Editorial | New route to values campaign
Prime Minister Andrew Holness stands on firm ground in his wish to expand, and make compulsory, participation in the Jamaica National Service Corps. He says, however, his goal is not affordable at this time.
Mr Holness may be right about the prohibitive cost of the plan as currently conceived. Nonetheless, what it is intended to achieve is so important that it cannot wait until the Government is able to “grow the Budget” sufficiently to accommodate its implementation in the existing format.

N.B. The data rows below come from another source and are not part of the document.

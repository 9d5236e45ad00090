// Node lifecycle logging, compiled in only with the `debug` feature

#[cfg(feature = "debug")]
macro_rules! lifecycle_log {
    ($($arg:tt)*) => {
        saying::say!($($arg)*);
    };
}

#[cfg(not(feature = "debug"))]
macro_rules! lifecycle_log {
    ($($arg:tt)*) => {
        // Nothing
    };
}
use envelope::{live_nodes, BoundedArray, Error, Expr, Fleet, Truck, VehicleSurrogate};

fn sample() -> Expr {
    Expr::binary("*", Expr::unary("-", 5), Expr::binary("+", 3, 4))
}

#[test]
fn squaring_shares_subtrees() {
    let before = live_nodes();
    let mut t = sample();
    for _ in 0..10 {
        let squared = Expr::binary("*", t.clone(), t.clone());
        t.assign(&squared);
    }
    // One new node per squaring
    assert_eq!(live_nodes(), before + 6 + 10);
    let text = t.text().unwrap();
    assert_eq!(text.matches("(-5)").count(), 1 << 10);
    drop(t);
    assert_eq!(live_nodes(), before);
}

#[test]
fn original_driver_output() {
    let mut t = sample();
    t = Expr::binary("*", t.clone(), t);
    assert_eq!(
        t.text().unwrap(),
        "(((-5) * (3 + 4)) * ((-5) * (3 + 4)))"
    );
}

#[test]
fn handles_render_into_any_sink() {
    use std::fmt::Write;

    let mut out = String::from("t = ");
    sample().render(&mut out).unwrap();
    let sink: &mut dyn Write = &mut out;
    Expr::int(1).render(sink).unwrap();
    assert_eq!(out, "t = ((-5) * (3 + 4))1");
}

#[test]
fn errors_display() {
    assert_eq!(
        Expr::default().text().unwrap_err().to_string(),
        "Cannot render an unbound expression"
    );
    assert_eq!(
        BoundedArray::<i32>::new(2).get(5).unwrap_err().to_string(),
        "Array subscript 5 out of range for length 2"
    );
    assert_eq!(
        VehicleSurrogate::default().weight(),
        Err(Error::EmptySurrogate)
    );
}

#[test]
fn fleet_is_persistent() {
    let one = Fleet::new().with(Truck {
        tare: 1.0,
        cargo: 2.0,
    });
    let two = one.with(VehicleSurrogate::from(Truck {
        tare: 3.0,
        cargo: 4.0,
    }));
    assert_eq!(one.len(), 1);
    assert_eq!(two.len(), 2);
    assert_eq!(two.total_weight(), Ok(10.0));
}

The administration, therefore, has to be creative, seeking cheaper ways of working towards the same end until the ideal can be met.
In that regard, in parallel with the Jamaica National Service Corps (JNSC), which is managed by the Jamaica Defence Force (JDF), the administration might consider a slimmed-down version of the scheme by making it a compulsory element of Jamaica's school curricula for all students between grades seven and 13. In that sense, it would become part of an enhanced civics course, which would lay great emphasis on the promotion of values and attitudes (by whatever name called), community participation, and the building of trust.

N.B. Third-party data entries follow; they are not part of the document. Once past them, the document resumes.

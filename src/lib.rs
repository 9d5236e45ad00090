//! Shared, reference-counted expression trees.
//!
//! An [`Expr`] is a cheap-to-copy handle onto an immutable [`Node`]. Copies
//! share the node; the node is freed when the last handle referencing it is
//! dropped, which in turn releases its children.

#[macro_use]
mod log;

pub mod array;
mod error;
pub mod expr;
pub mod node;
pub mod surrogate;

pub use crate::{
    array::BoundedArray,
    error::{Error, Result},
    expr::Expr,
    node::{live_nodes, Node},
    surrogate::{Aircraft, Automobile, Fleet, Truck, Vehicle, VehicleSurrogate},
};
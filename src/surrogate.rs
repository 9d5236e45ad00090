//! Value-semantics wrappers for a polymorphic vehicle.
//!
//! A [`VehicleSurrogate`] owns exactly one vehicle of any concrete type and
//! deep-copies it when cloned, which lets vehicles of different types live
//! in one collection.

use std::fmt;

use derive_more::Display;
use itertools::Itertools;
use rpds::Vector;

use crate::error::{Error, Result};

pub trait Vehicle: CloneVehicle + fmt::Display {
    /// Weight in kilograms
    fn weight(&self) -> f64;
}

pub trait CloneVehicle {
    fn boxed_clone(&self) -> Box<dyn Vehicle>;
}

impl<T> CloneVehicle for T
where
    T: Vehicle + Clone + 'static,
{
    fn boxed_clone(&self) -> Box<dyn Vehicle> {
        Box::new(self.clone())
    }
}

#[derive(Debug, Display, Clone, PartialEq)]
#[display(fmt = "automobile")]
pub struct Automobile {
    pub curb_weight: f64,
}

impl Vehicle for Automobile {
    fn weight(&self) -> f64 {
        self.curb_weight
    }
}

#[derive(Debug, Display, Clone, PartialEq)]
#[display(fmt = "truck carrying {}kg", cargo)]
pub struct Truck {
    pub tare: f64,
    pub cargo: f64,
}

impl Vehicle for Truck {
    fn weight(&self) -> f64 {
        self.tare + self.cargo
    }
}

#[derive(Debug, Display, Clone, PartialEq)]
#[display(fmt = "aircraft with {}kg fuel", fuel)]
pub struct Aircraft {
    pub empty_weight: f64,
    pub fuel: f64,
}

impl Vehicle for Aircraft {
    fn weight(&self) -> f64 {
        self.empty_weight + self.fuel
    }
}

/// Owns at most one vehicle.
///
/// The default surrogate is empty and every query on it fails with
/// [`Error::EmptySurrogate`].
#[derive(Default)]
pub struct VehicleSurrogate {
    vehicle: Option<Box<dyn Vehicle>>,
}

impl VehicleSurrogate {
    /// Wraps a copy of `vehicle`
    pub fn new(vehicle: &dyn Vehicle) -> Self {
        VehicleSurrogate {
            vehicle: Some(vehicle.boxed_clone()),
        }
    }

    pub fn is_empty(&self) -> bool {
        self.vehicle.is_none()
    }

    pub fn weight(&self) -> Result<f64> {
        self.vehicle
            .as_ref()
            .map(|vehicle| vehicle.weight())
            .ok_or(Error::EmptySurrogate)
    }
}

impl<V> From<V> for VehicleSurrogate
where
    V: Vehicle + 'static,
{
    fn from(vehicle: V) -> Self {
        VehicleSurrogate {
            vehicle: Some(Box::new(vehicle)),
        }
    }
}

impl Clone for VehicleSurrogate {
    fn clone(&self) -> Self {
        VehicleSurrogate {
            vehicle: self.vehicle.as_ref().map(|vehicle| vehicle.boxed_clone()),
        }
    }

    fn clone_from(&mut self, source: &Self) {
        // The copy exists before the old vehicle is dropped
        let copy = source.vehicle.as_ref().map(|vehicle| vehicle.boxed_clone());
        self.vehicle = copy;
    }
}

impl fmt::Display for VehicleSurrogate {
    fn fmt(&self, f: &mut fmt::Formatter) -> fmt::Result {
        match &self.vehicle {
            Some(vehicle) => write!(f, "{} ({}kg)", vehicle, vehicle.weight()),
            None => write!(f, "empty"),
        }
    }
}

impl fmt::Debug for VehicleSurrogate {
    fn fmt(&self, f: &mut fmt::Formatter) -> fmt::Result {
        write!(f, "VehicleSurrogate({})", self)
    }
}

/// A persistent collection of vehicles of mixed types.
///
/// Adding a vehicle returns a new fleet; the old one is unchanged and shares
/// structure with the new one.
#[derive(Clone, Default)]
pub struct Fleet {
    vehicles: Vector<VehicleSurrogate>,
}

impl Fleet {
    pub fn new() -> Self {
        Fleet::default()
    }

    pub fn with<S>(&self, vehicle: S) -> Self
    where
        S: Into<VehicleSurrogate>,
    {
        Fleet {
            vehicles: self.vehicles.push_back(vehicle.into()),
        }
    }

    pub fn len(&self) -> usize {
        self.vehicles.len()
    }

    pub fn is_empty(&self) -> bool {
        self.vehicles.is_empty()
    }

    pub fn get(&self, index: usize) -> Option<&VehicleSurrogate> {
        self.vehicles.get(index)
    }

    pub fn iter(&self) -> impl Iterator<Item = &VehicleSurrogate> {
        self.vehicles.iter()
    }

    /// Fails on the first empty surrogate
    pub fn total_weight(&self) -> Result<f64> {
        self.vehicles.iter().map(VehicleSurrogate::weight).sum()
    }
}

impl fmt::Display for Fleet {
    fn fmt(&self, f: &mut fmt::Formatter) -> fmt::Result {
        write!(f, "[{}]", self.vehicles.iter().join(", "))
    }
}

Under the JNSC, several hundred young people, between 18 and 23, are recruited annually to undergo a modified version of the JDF's basic training, including learning employable skills. Since the programme's launch in 2017, it has largely been used by the army as its channel for recruiting full-time soldiers.
Prime Minister Holness has consistently talked about expanding the JNSC as a way to build discipline among young people, and to deny criminal gangs potential recruits from among swathes of youth who are without jobs and lack education or training. The targeted cohort is also the one from which most perpetrators and victims of Jamaica's crisis of criminal violence (1,498 homicides in 2022) come.
Said Mr Holness in a speech last week: “Had I my own way in the expenditure of the Budget, I would make it compulsory for all unattached males to be enlisted in the Jamaica National Service Corps for two years. It is a very expensive venture, but I guarantee you it would cut violence significantly.”
YOUNG WOMEN, TOO
It is indeed young males who are most at risk from Jamaica's culture of violence, but women are far from insulated against it. They are increasingly victims of gun murders.
Mr Holness has not given a specific figure of the young men he would expect to recruit annually for the JNSC, but government labour market data suggest that approximately 187,000 males in the 14 to 24 age group are outside the labour force. It would not be unreasonable to assume that around half of those were 'unattached', in that they were neither in education or training institutions nor in jobs.
With respect to females, approximately 196,000 of the same age cohort were outside the labour force last June. However, the school dropout rate tends to be lower among females, and more women than men seek tertiary education or other forms of post-high-school training.
In any event, having dealt with the initial bump in the starting period of the expansion, the management of the intake is likely to be easier in future years.
Mr Holness' concern about the budgetary impact of quickly bringing tens of thousands of young men into a uniformed, discipline-building and skills-training scheme is understandable, but it would be useful if he provided a broader, comparative economic analysis of the venture and the social value reform. That might help to shift priorities in the allocation of resources.
For example, by some estimates, crime and violence snips around five per cent annually from Jamaica's gross domestic product (GDP), an estimated J$100 billion. It would cost a fraction of that to expand the JNSC, with the return, according to the prime minister, of cutting “violence significantly”. Would it be feasible, in the circumstance, to allocate some of the money currently allocated to other areas of national security to this project?
POLITICAL PARTNERSHIP
At the same time, Mr Holness' idea for the JNSC ought not to be separate from a broader national programme for the rebuilding of kinship with the obligations and values of citizenship, similar to what the former prime minister, P.J. Patterson, attempted in his Values and Attitudes initiative nearly three decades ago.
Unfortunately, political trolls ridiculed Mr Patterson's initiative into failure. Sadly, nearly 29 years after the project's collapse, succeeding administrations have still been unable to rehabilitate the idea from the derision that caused its death.
There is, however, an opportunity for Mr Holness to not only accelerate the expansion of the JNSC, but to finally exorcise ghosts that haunt any initiative carrying the label of 'values and attitudes'.
These issues should be made part of the agenda of the Vale Royal Talks between the prime minister and the opposition leader, Mark Golding. It is an area on which they can easily find consensus.
Mr Holness should think of them as being among his legacy projects, but ones in which he shares the achievements with Mr Golding as part of a political partnership to get them done – including agreement for their sustained funding and joint oversight.